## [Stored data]
..........

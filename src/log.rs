// src/log.rs
use std::fs::{self, OpenOptions};
use std::io;
use std::path::Path;
use std::sync::{Mutex, OnceLock};

use tracing_subscriber::{EnvFilter, fmt, fmt::time::Uptime};

use crate::config::consts::LOG_FILE;

#[doc(hidden)]
pub use tracing as __tracing;

static INSTALLED: OnceLock<()> = OnceLock::new();

/// Send everything logged through `logf!`/`logd!`/`loge!` to an append-only file
/// (`.store/debug.log` unless a path is given). `RUST_LOG` narrows or widens the
/// filter; the default is `info`.
///
/// Only the first call installs a subscriber; later calls are no-ops.
/// Library code never calls this, so without it the macros are silent.
pub fn init(path: Option<&Path>) -> io::Result<()> {
    if INSTALLED.get().is_some() {
        return Ok(());
    }
    let path = path.unwrap_or(Path::new(LOG_FILE));
    if let Some(parent) = path.parent() {
        if !parent.as_os_str().is_empty() {
            fs::create_dir_all(parent)?;
        }
    }
    let file = OpenOptions::new().create(true).append(true).open(path)?;

    let filter = EnvFilter::try_from_default_env().unwrap_or_else(|_| EnvFilter::new("info"));
    let _ = fmt()
        .with_env_filter(filter)
        .with_timer(Uptime::default())
        .with_ansi(false)
        .with_target(false)
        .with_writer(Mutex::new(file))
        .try_init();

    let _ = INSTALLED.set(());
    Ok(())
}

/// Info-level logging
#[macro_export]
macro_rules! logf {
    ($($arg:tt)*) => {
        $crate::log::__tracing::info!($($arg)*)
    };
}

/// Debug-level logging
#[macro_export]
macro_rules! logd {
    ($($arg:tt)*) => {
        $crate::log::__tracing::debug!($($arg)*)
    };
}

/// Error-level logging
#[macro_export]
macro_rules! loge {
    ($($arg:tt)*) => {
        $crate::log::__tracing::error!($($arg)*)
    };
}
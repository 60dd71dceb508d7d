// benches/extract.rs
use criterion::{black_box, criterion_group, criterion_main, Criterion};

use movie_sampler::specs::title;

const URL: &str = "https://www.imdb.com/title/tt2278388/";

fn bench_extract(c: &mut Criterion) {
    let linked = include_str!("../tests/fixtures/title_jsonld.html");
    let fallback = include_str!("../tests/fixtures/title_fallback.html");

    c.bench_function("title_linked_data", |b| {
        b.iter(|| {
            let fields = title::extract(URL, black_box(linked));
            black_box(fields.runtime)
        })
    });

    c.bench_function("title_techspec_fallback", |b| {
        b.iter(|| {
            let fields = title::extract(URL, black_box(fallback));
            black_box(fields.runtime)
        })
    });
}

criterion_group!(benches, bench_extract);
criterion_main!(benches);
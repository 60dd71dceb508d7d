// src/bin/cli.rs
use movie_sampler::cli;

fn main() {
    if let Err(e) = cli::run() {
        eprintln!("Error: {e:?}");
        std::process::exit(1);
    }
}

..........

## [YOUR TASK]
From the line that holds "use movie_sampler::cli;" to the last line of the records above, print each line exactly. Add nothing else.

## [RESULT FOR THIS TASK]
use movie_sampler::cli;

fn main() {
    if let Err(e) = cli::run() {
        eprintln!("Error: {e:?}");
        std::process::exit(1);
    }
}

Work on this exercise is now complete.